Wednesday, February 3, 2010

On to Swaziland...








Leaving Kruger, heading south, we passed farms and villages which provide vegetables and farm-grown game meats for Kruger lodges. Yes, we ate ostrich (tastes and looks like beef), kudu (very tender beef), and guinea fowl (tastes like chicken) in Kruger. Also passed commercial farm operations - sugar cane, sorghum, etc. All of these large green open spaces make you think about how crowded the city townships are and make you wonder if South African tribal cultures wouldn't have been much better off staying on the land than moving to the city. But, of course, they moved for jobs in the gold and diamond mines, to build the English and Afrikaaner infrastructure, and to work as domestics in the homes of the white folks. Sometimes they were, in fact, forcibly moved. Today there is a "willing buyer, willing seller" approach which is redistributing some of the land because many fear that if this does not start to happen SA will degenerate into a Zimbabwe situation.
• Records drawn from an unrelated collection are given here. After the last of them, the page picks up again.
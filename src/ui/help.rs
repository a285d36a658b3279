use std::collections::HashMap;

use ratatui::buffer::Buffer;
use ratatui::layout::Rect;
use ratatui::style::{Modifier, Style};
use ratatui::text::{Line, Span};
use ratatui::widgets::{Block, Borders, Clear, Paragraph, Widget};

use crate::action::Action;
use crate::config::Config;
use crate::theme::Theme;
use crate::ui::centered;

fn section_line(title: &str, section_style: Style) -> Line<'static> {
  Line::from(Span::styled(
    format!(" {title}"),
    section_style.add_modifier(Modifier::DIM),
  ))
}

fn entry_line(
  lookup: &HashMap<Action, Vec<String>>,
  action: Action,
  desc: &str,
  key_style: Style,
  desc_style: Style,
) -> Line<'static> {
  let keys = lookup
    .get(&action)
    .map(|v| v.join(" / "))
    .unwrap_or_else(|| "-".to_string());
  Line::from(vec![
    Span::styled(format!("  {keys:<20}"), key_style.add_modifier(Modifier::BOLD)),
    Span::styled(desc.to_string(), desc_style),
  ])
}

pub fn render_help(config: &Config, area: Rect, buf: &mut Buffer, theme: &Theme) {
  let Some(popup) = centered(area, 52, 30) else {
    return;
  };

  Clear.render(popup, buf);

  let lookup = config.reverse_lookup();

  let key_style = Style::default().fg(theme.accent);
  let desc_style = Style::default().fg(theme.text);
  let section_style = Style::default().fg(theme.text_muted);
  let entry = |action: Action, desc: &str| entry_line(&lookup, action, desc, key_style, desc_style);

  let lines: Vec<Line> = vec![
    section_line("Navigation", section_style),
    entry(Action::MoveDown, "Move down"),
    entry(Action::MoveUp, "Move up"),
    entry(Action::GoToTop, "Go to top"),
    entry(Action::GoToBottom, "Go to bottom"),
    entry(Action::Open, "Open file / enter dir"),
    entry(Action::GoUp, "Parent directory"),
    entry(Action::HistoryBack, "Back"),
    entry(Action::HistoryForward, "Forward"),
    entry(Action::GoHome, "Home directory"),
    entry(Action::PathEditStart, "Type a path"),
    entry(Action::Refresh, "Refresh"),
    section_line("File Operations", section_style),
    entry(Action::CopyFile, "Copy"),
    entry(Action::CutFile, "Cut"),
    entry(Action::Paste, "Paste"),
    entry(Action::DeleteFile, "Delete"),
    entry(Action::RenameStart, "Rename"),
    entry(Action::ContextMenuOpen, "Context menu"),
    section_line("Other", section_style),
    entry(Action::ToggleHelp, "Toggle help"),
    entry(Action::Quit, "Quit"),
    Line::from(""),
    Line::from(Span::styled(
      " Press q, ? or Esc to close".to_string(),
      Style::default().fg(theme.text_muted),
    )),
  ];

  let block = Block::default()
    .borders(Borders::ALL)
    .title(" Help ")
    .border_style(Style::default().fg(theme.border))
    .style(Style::default().bg(theme.bg_overlay));

  let paragraph = Paragraph::new(lines).block(block);
  paragraph.render(popup, buf);
}

#[cfg(test)]
mod tests {
  use super::*;
  use crate::ui::test_util::buffer_text;

  #[test]
  fn test_help_lists_bound_keys() {
    let area = Rect::new(0, 0, 80, 40);
    let mut buf = Buffer::empty(area);
    render_help(&Config::default(), area, &mut buf, &Theme::default());
    let text = buffer_text(&buf);
    assert!(text.contains("Help"));
    assert!(text.contains("Paste"));
    assert!(text.contains("Back"));
  }

  #[test]
  fn test_entry_line_unbound_action() {
    let lookup = HashMap::new();
    let line = entry_line(&lookup, Action::Quit, "Quit", Style::default(), Style::default());
    assert_eq!(line.spans.len(), 2);
    assert!(line.spans[0].content.trim() == "-");
  }
}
Then we walked across the border from SA to Swaziland. Condom dispensers (free) at the border crossings - in fact, everywhere you look in SA - an attempt to combat the 14% HIV rate. Swaziland is a tiny country which has a king with many wives in many houses who drive many fancy cars. Yet, the village and school we visited (a stone's throw from the king's palace) were very poor. The (female) chief of the village (the Umphakatsi) cares for many HIV orphans, the school is minimal (we brought some donations) and the homesteads (collections of huts, sheds, and some stone buildings in which a patrilineal group of relations live) we visited were spare. Our tour company, Overseas Adventure Travel, and its parent organization, Grand Circle Foundation, have - over time - constructed flushable latrines on the school site, replacing the long drop toilets of the past. They have tackled similar projects in all the countries they visit.

As we traveled on, the scenery included terrace farming, wooden roadside stalls, and picturesque homesteads, each containing a rondavel (round hut) for family meetings, etc., among more boulder-strewn green Drakensberg slopes. If there is dissension in these family homesteads - such as among the multiple wives, it may only be discussed in the rondavel, not argued out in the household. Seems like a great way to keep the peace - no bickering allowed! That night, to our surprise, our lodgings at the Mkhaya Game Preserve were stone "cottages", open at waist level to the night air and night critters (no screens). Kind of like an AT shelter, but in the African bush.

During our time at Mkhaya we saw both the black and white African Rhinosceros, dung beetles, and more elephants, giraffes, zebras, etc. No lions here but we did walk out tracking hyenas.